English abstract
Unconventional hydrocarbon-bearing reservoirs are known for their challenging complexity, that requires more advanced approaches and methods to solve. Advanced methods can help geophysicists significantly to develop a strong understanding of the characteristics and properties of such reservoirs. As an example, from Oman, Amin formation is a major tight gas fields in the north of the Sultanate. The reservoir is located at a depth ranging from 4800 to 5000 m. Conventional methods have failed to provide a reasonable mapping of the Amin formation especially with the small number of wells penetrating the formation.
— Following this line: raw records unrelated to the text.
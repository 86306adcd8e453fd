mod check;
mod cli;
mod config;

use std::io::Write;
use std::path::Path;

use anyhow::{bail, Context, Result};
use clap::Parser;
use tracing::{info, warn};

use access_rules::{loader, InMemoryStore, RulesEngine, Service};
use audit_log::{AuditEventType, AuditSink};

use crate::check::{parse_requests, run_checks, CheckLine, Outcome};
use crate::cli::{Cli, Command};
use crate::config::Config;

const COMPONENT: &str = "rulegate";

/// Load both rule files and compile them into one engine.
fn build_engine(cfg: &Config) -> Result<RulesEngine> {
    let database = loader::load_rules(&cfg.rules.database).context("failed to load database rules")?;
    let storage = loader::load_rules(&cfg.rules.storage).context("failed to load storage rules")?;

    if database.service != Service::Database {
        bail!("{} does not hold database rules", cfg.rules.database.display());
    }
    if storage.service != Service::Storage {
        bail!("{} does not hold storage rules", cfg.rules.storage.display());
    }

    let engine = RulesEngine::from_rule_files([&database, &storage], cfg.evaluation.settings())
        .context("failed to initialize rules engine")?;
    info!(?engine, "rules engine loaded");
    Ok(engine)
}

/// Lookups read from the configured store; a missing store file means an
/// empty one.
fn load_store(path: &Path) -> Result<InMemoryStore> {
    if !path.exists() {
        warn!(path = %path.display(), "document store not found; lookups will find nothing");
        return Ok(InMemoryStore::new());
    }
    let store = InMemoryStore::load(path)?;
    info!(path = %path.display(), documents = store.len(), "document store loaded");
    Ok(store)
}

fn print_lines(lines: &[CheckLine]) -> Result<()> {
    let mut stdout = std::io::stdout().lock();
    for line in lines {
        serde_json::to_writer(&mut stdout, line)?;
        writeln!(stdout)?;
    }
    stdout.flush()?;
    Ok(())
}

async fn run_check(cfg: &Config, requests_path: &Path) -> Result<()> {
    let (audit, audit_handle) = AuditSink::start(&cfg.logging.audit_log_path, COMPONENT)
        .await
        .context("failed to start audit logger")?;

    audit
        .log_event(
            AuditEventType::ProcessStarted,
            serde_json::json!({
                "version": env!("CARGO_PKG_VERSION"),
                "requests": requests_path.display().to_string(),
            }),
        )
        .await;

    let result = check_requests(cfg, requests_path, &audit).await;

    let details = match &result {
        Ok(summary) => serde_json::json!({
            "total": summary.total,
            "allowed": summary.allowed,
            "rejected": summary.rejected,
        }),
        Err(err) => serde_json::json!({ "error": format!("{err:#}") }),
    };
    audit.log_event(AuditEventType::ProcessStopped, details).await;

    // The writer flushes and exits once the last sink is gone.
    drop(audit);
    if let Err(err) = audit_handle.await {
        warn!(%err, "audit writer task failed");
    }

    let summary = result?;
    if summary.rejected > 0 {
        bail!("{} of {} request(s) were malformed", summary.rejected, summary.total);
    }
    Ok(())
}

#[derive(Debug)]
struct CheckSummary {
    total: usize,
    allowed: usize,
    rejected: usize,
}

async fn check_requests(cfg: &Config, requests_path: &Path, audit: &AuditSink) -> Result<CheckSummary> {
    let engine = build_engine(cfg)?;
    audit
        .log_event(
            AuditEventType::RulesLoaded,
            serde_json::json!({
                "database": cfg.rules.database.display().to_string(),
                "storage": cfg.rules.storage.display().to_string(),
            }),
        )
        .await;

    let store = load_store(&cfg.store)?;

    let contents = std::fs::read_to_string(requests_path)
        .with_context(|| format!("failed to read requests file: {}", requests_path.display()))?;
    let requests = parse_requests(&contents)
        .with_context(|| format!("failed to parse requests file: {}", requests_path.display()))?;

    let lines = run_checks(&engine, &store, requests, Some(audit)).await;
    print_lines(&lines)?;

    let summary = CheckSummary {
        total: lines.len(),
        allowed: lines
            .iter()
            .filter(|l| matches!(&l.outcome, Outcome::Decided(d) if d.is_allowed()))
            .count(),
        rejected: lines.iter().filter(|l| l.is_rejected()).count(),
    };
    info!(?summary, "check complete");
    Ok(summary)
}

fn run_validate(cfg: &Config) -> Result<()> {
    let engine = build_engine(cfg)?;
    for service in [Service::Database, Service::Storage] {
        let count = engine.table(service).map(|t| t.len()).unwrap_or(0);
        println!("{service} rules: {count} ok");
    }

    let auth = platform_config::load_auth_config(&cfg.auth_config)?;
    let methods: Vec<&str> = auth.enabled_methods().iter().map(|m| m.as_str()).collect();
    println!("auth: {} ok", methods.join(", "));

    let indexes = platform_config::load_indexes(&cfg.indexes)?;
    println!("indexes: {} ok", indexes.indexes.len());

    let store = load_store(&cfg.store)?;
    println!("store: {} document(s) ok", store.len());
    Ok(())
}

fn run_indexes(cfg: &Config) -> Result<()> {
    let indexes = platform_config::load_indexes(&cfg.indexes)?;
    println!("{}", indexes.to_json()?);
    Ok(())
}

#[tokio::main]
async fn main() -> Result<()> {
    // 1. Parse CLI args.
    let cli = Cli::parse();

    // 2. Load config, then merge CLI overrides.
    let mut cfg = config::load(&cli.config)?;
    cfg.merge_cli(&cli);

    // 3. Init tracing-subscriber with JSON format. Logs go to stderr so
    //    stdout carries only command output.
    let env_filter = tracing_subscriber::EnvFilter::try_from_default_env()
        .unwrap_or_else(|_| tracing_subscriber::EnvFilter::new(&cfg.logging.level));

    tracing_subscriber::fmt()
        .json()
        .with_env_filter(env_filter)
        .with_target(true)
        .with_writer(std::io::stderr)
        .init();

    info!(
        config_file = %cli.config.display(),
        database_rules = %cfg.rules.database.display(),
        storage_rules = %cfg.rules.storage.display(),
        timeout_ms = cfg.evaluation.timeout_ms,
        max_lookups = cfg.evaluation.max_lookups,
        "rulegate starting"
    );

    // 4. Dispatch.
    match &cli.command {
        Command::Check { requests } => run_check(&cfg, requests).await,
        Command::Validate => run_validate(&cfg),
        Command::Indexes => run_indexes(&cfg),
    }
}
Seismic records only contrast in rock impedances and covers large areas with lower resolution. While well logging data contains a highly resolution recorded properties, but only in well location. The objective of this thesis is to integrate well data with seismic in order to develop an understanding of the reservoir quality of the tight Amin Formation, using machine intelligence, namely, Artificial Neural Network (ANN).
The ANN was used for predicting missing logs (Delta-T share) for well-1. Using ANN, porosity, permeability, water saturation and gamma ray maps were predicted along Amin horizon. Predicted maps indicate low porosity and permeability of Amin formation. The geological information about the formation have supported the derived maps. Moreover, an increase in the porosity was observed around the faulted and fractured zones. In addition, gamma ray map shows dominating range of natural radiation between (0-65 GAPI) which is an indicator for the sand.
Using self-organizing ANN supported with six wells, Amin horizon was divided into different segments. With the help of well data (well 6 and well 2), water saturated sand was identified. Hydrocarbon-saturated sand was identified based on information from well 1,5 and 4.
As a recommendation, involving more wells in the Artificial Neural Network will provide much-detailed maps with higher level of confidence in the interpretation.